Paladin Energy (ASX: PDN) recently successfully raised $218.7m as the company seeks to restart the infamous Langer Heinrich mine in Namibia of which the company has a 75% stake. Its shares closing out the week at a 52-week high at $0.515.

Boss Energy (ASX: BOE), which has received all permits and is poised to restart the Honeymoon mine — and so become Australia’s newest uranium producer — has seen its share price of $0.05 in mid-2020 recently hit $0.20.

Deep Yellow (ASX: DYL) reached its 52-week high in February of $0.89, compared to its low in last May of $0.20.

The company is carrying out 700 to 800-hole drilling program in Namibia and expects to announce an updated resource estimate late this month.
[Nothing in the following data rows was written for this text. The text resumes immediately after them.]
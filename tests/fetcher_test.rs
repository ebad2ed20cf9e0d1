use std::{
    sync::{
        Arc, Mutex, Once,
        atomic::{AtomicU32, Ordering},
    },
    time::Duration,
};

use hardstyle_watcher::scraper::{HttpFetcher, PageFetcher};
use hardstyle_watcher::utils::RetryPolicy;
use log::{Level, LevelFilter, Log, Metadata, Record};
use tokio::{
    io::{AsyncReadExt, AsyncWriteExt},
    net::TcpListener,
};

// Keeps every log record so tests can look for retry warnings
struct CapturingLogger;

static RECORDS: Mutex<Vec<(Level, String)>> = Mutex::new(Vec::new());
static LOGGER: CapturingLogger = CapturingLogger;
static INIT: Once = Once::new();

impl Log for CapturingLogger {
    fn enabled(&self, _metadata: &Metadata) -> bool {
        true
    }

    fn log(&self, record: &Record) {
        RECORDS
            .lock()
            .unwrap()
            .push((record.level(), record.args().to_string()));
    }

    fn flush(&self) {}
}

fn install_logger() {
    INIT.call_once(|| {
        log::set_logger(&LOGGER).unwrap();
        log::set_max_level(LevelFilter::Debug);
    });
}

fn warnings_about(url: &str) -> Vec<String> {
    RECORDS
        .lock()
        .unwrap()
        .iter()
        .filter(|(level, message)| *level == Level::Warn && message.contains(url))
        .map(|(_, message)| message.clone())
        .collect()
}

// Answers the n-th request with the n-th status, repeating the last one
async fn serve(statuses: Vec<u16>, body: &'static str) -> (String, Arc<AtomicU32>) {
    let listener = TcpListener::bind("127.0.0.1:0").await.unwrap();
    let addr = listener.local_addr().unwrap();
    let hits = Arc::new(AtomicU32::new(0));
    let counter = hits.clone();

    tokio::spawn(async move {
        while let Ok((mut socket, _)) = listener.accept().await {
            let n = counter.fetch_add(1, Ordering::SeqCst) as usize;
            let status = statuses.get(n).or(statuses.last()).copied().unwrap_or(200);

            let mut request = Vec::new();
            let mut chunk = [0u8; 1024];
            loop {
                let read = socket.read(&mut chunk).await.unwrap_or(0);
                if read == 0 {
                    break;
                }
                request.extend_from_slice(&chunk[..read]);
                if request.windows(4).any(|w| w == b"\r\n\r\n") {
                    break;
                }
            }

            let body = if status == 200 { body } else { "" };
            let response = format!(
                "HTTP/1.1 {status} Status\r\nContent-Length: {}\r\nConnection: close\r\n\r\n{body}",
                body.len()
            );
            let _ = socket.write_all(response.as_bytes()).await;
            let _ = socket.shutdown().await;
        }
    });

    (format!("http://{addr}/releases/"), hits)
}

fn fetcher() -> HttpFetcher {
    HttpFetcher::new(
        RetryPolicy::new(3, Duration::from_millis(5), 2.0),
        Duration::ZERO,
    )
    .unwrap()
}

#[tokio::test]
async fn test_fetch_retries_server_errors() {
    install_logger();
    let (url, hits) = serve(vec![500, 502, 200], "<html>releases</html>").await;

    let body = fetcher().fetch(&url).await.unwrap();

    assert_eq!(body, "<html>releases</html>");
    assert_eq!(hits.load(Ordering::SeqCst), 3);

    // One warning before each of the two retries
    let warnings = warnings_about(&url);
    assert_eq!(warnings.len(), 2);
    assert!(warnings[0].contains("Attempt 1/3"));
    assert!(warnings[1].contains("Attempt 2/3"));
}

#[tokio::test]
async fn test_fetch_gives_up_after_policy_tries() {
    install_logger();
    let (url, hits) = serve(vec![503], "").await;

    let err = fetcher().fetch(&url).await.unwrap_err();

    assert_eq!(err.url, url);
    assert!(err.to_string().contains("503"));
    assert_eq!(hits.load(Ordering::SeqCst), 3);
    assert_eq!(warnings_about(&url).len(), 2);
}

#[tokio::test]
async fn test_fetch_success_makes_one_request() {
    install_logger();
    let (url, hits) = serve(vec![200], "ok").await;

    assert_eq!(fetcher().fetch(&url).await.unwrap(), "ok");
    assert_eq!(hits.load(Ordering::SeqCst), 1);
    assert!(warnings_about(&url).is_empty());
}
Lotus Resources (ASX: LOT) has moved upwards from $0.052 to a high of $0.203 but its Malawi story will get additional exposure — and, like its African peers, is working in a jurisdiction that is free of the anti-uranium politics that have dogged Australia’s exploitation of its vast endowment.

Bannerman Resources (ASX: BMN) has been working on its Etango project in Namibia since 2006, but a significant step is about to be taken as its pre-feasibility study nears completion. The company’s 52-week share price has risen from a $0.026 low to peak of $0.19.

Vimy Resources (ASX: VMY) recently raised $18.5 million for its Mulga Rock project in Western Australia — that amount in itself being another sign that investors have the bit between their teeth — and plans early work in the second half of this year. Vimy has seen its shares run from $0.027 to $0.16 in April.

Marenica Energy (ASX: MEY) has risen from $0.05 to $0.25 while Alligator Energy (ASX: AGE), which is about to begin an airborne electromagnetic survey of its recently acquired Big Lake project in South Australia, is up from $0.004 to $0.022.